Govardhan Reddy, founder of startups in Bangaluru, recently took over to LinkedIn to highlight what many business owners calmly face every day-mobility in multiple online government systems that do not always work together.
In a publication entitled “What is the mistake in Indian gates?” Reddy, how to reset the simple password on the PTO -007 gate in Karnataka, led to six visits to government offices and was not resolved.
But the case, as it indicates, exceeds one gate. Through the main platforms – PAN, Aadhaar, GST, Passport – each follows their own set of bases on how to introduce and store names, which leads to endless mismaches and papers.

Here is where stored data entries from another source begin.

// ── Raw vendor device records ──
//
// The vendor reports devices with field names that vary by API version:
// camelCase on some firmware, kebab-case on others, plus at least one
// long-standing typo. RawDevice wraps the untyped JSON map and exposes
// one ordered accessor chain per logical attribute, evaluated
// first-match-wins. All field-name tolerance lives here.

use serde_json::{Map, Value};

/// An un-normalized device record as returned by the vendor list/detail
/// endpoints. Ephemeral: produced fresh per request, never persisted.
#[derive(Debug, Clone, Default, PartialEq)]
pub struct RawDevice(Map<String, Value>);

impl RawDevice {
    /// Wrap a JSON object; anything else is not a device record.
    pub fn from_value(value: Value) -> Option<Self> {
        match value {
            Value::Object(map) => Some(Self(map)),
            _ => None,
        }
    }

    /// Overlay detail-endpoint fields onto this record.
    /// Detail wins on key collision.
    pub fn merge_detail(&mut self, detail: Value) {
        if let Value::Object(fields) = detail {
            self.0.extend(fields);
        }
    }

    // ── Accessor chains ─────────────────────────────────────────────

    fn str_field(&self, key: &str) -> Option<&str> {
        self.0
            .get(key)
            .and_then(Value::as_str)
            .filter(|s| !s.is_empty())
    }

    fn num_field(&self, key: &str) -> Option<f64> {
        self.0.get(key).and_then(Value::as_f64)
    }

    fn first_str(&self, keys: &[&str]) -> Option<&str> {
        keys.iter().find_map(|k| self.str_field(k))
    }

    fn first_num(&self, keys: &[&str]) -> Option<f64> {
        keys.iter().find_map(|k| self.num_field(k))
    }

    /// Device identity: MAC address, then device id, then generic id.
    /// Records without any of these are unusable and get dropped.
    pub fn identity(&self) -> Option<&str> {
        self.first_str(&["macAddress", "deviceId", "id"])
    }

    pub fn mac(&self) -> Option<&str> {
        self.str_field("macAddress")
    }

    pub fn host_name(&self) -> Option<&str> {
        self.str_field("hostName")
    }

    pub fn device_name(&self) -> Option<&str> {
        self.str_field("deviceName")
    }

    pub fn connection(&self) -> Option<&str> {
        self.first_str(&["connection", "interfaceType"])
    }

    /// RSSI in dBm. Non-numeric values are treated as absent.
    pub fn rssi(&self) -> Option<f64> {
        self.first_num(&["rssi", "signal-strength", "wifiSignalStrength"])
    }

    /// Wi-Fi health score. Presence wins over truthiness: a reported 0
    /// is a real (bad) score, not an absent one.
    pub fn wifi_score(&self) -> Option<f64> {
        self.first_num(&["wifiScore", "wifi-score", "client-efficiency-score"])
    }

    pub fn ds_phy_rate(&self) -> Option<f64> {
        self.first_num(&["dsPhyRate", "DS-phy-rate", "downstreamRate"])
    }

    pub fn us_phy_rate(&self) -> Option<f64> {
        self.first_num(&["usPhyRate", "US-phy-rate", "upstreamRate"])
    }

    /// Vendor-supplied discrete signal tier (0–4+ bars).
    pub fn signal_bars(&self) -> Option<f64> {
        self.num_field("signal-bars")
    }

    pub fn model(&self) -> Option<&str> {
        self.first_str(&["fingerprint-model", "modelName", "model"])
    }

    /// `fingerpint-vendor` is a typo on the vendor side that still ships
    /// in production firmware. It is checked first, with the correctly
    /// spelled key second so fixed firmware keeps working. Permanent
    /// compatibility shim, not a bug.
    pub fn manufacturer(&self) -> Option<&str> {
        self.first_str(&["fingerpint-vendor", "fingerprint-vendor", "manufacturer"])
    }

    /// True when the record explicitly reports the device online.
    pub fn is_online(&self) -> bool {
        self.str_field("status") == Some("online")
            || self.0.get("online").and_then(Value::as_bool) == Some(true)
    }

    /// The `online` flag for the summary contract: true unless the
    /// record is explicitly determined offline. A record carrying no
    /// status information at all is assumed online.
    pub fn online_flag(&self) -> bool {
        if self.0.contains_key("status") || self.0.contains_key("online") {
            self.is_online()
        } else {
            true
        }
    }
}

“Pan wants the first name, the middle name, the last name. Aadhaar says the title, the middle name, the last name. The tax of goods and services has its own logic. Passport? Reddy writes:” God knows only what he asks. “
It also indicates how to add regional differences in naming agreements to confusion. The “first name” in northern India means a different thing in southern India, where the first letters are common.
Reddy says that the real challenge is the lack of coordination between the departments. Ban says that the title starts from the fifth character. Aadhaar varies. Banks and companies explain to reconcile these differences, and entrepreneurs spend months in an attempt to reform the basic mismanage. “
Call to a practical solution, Reddy suggests combining all major departments – PAN, Aadhaar, GST, Income Tax, Passport, Banks – to agree on the standard of naming.
“India is one, one name agreement, a zero chaos,” he says. “Entrepreneurs need clear systems that work together – not for months back and forth in the name.”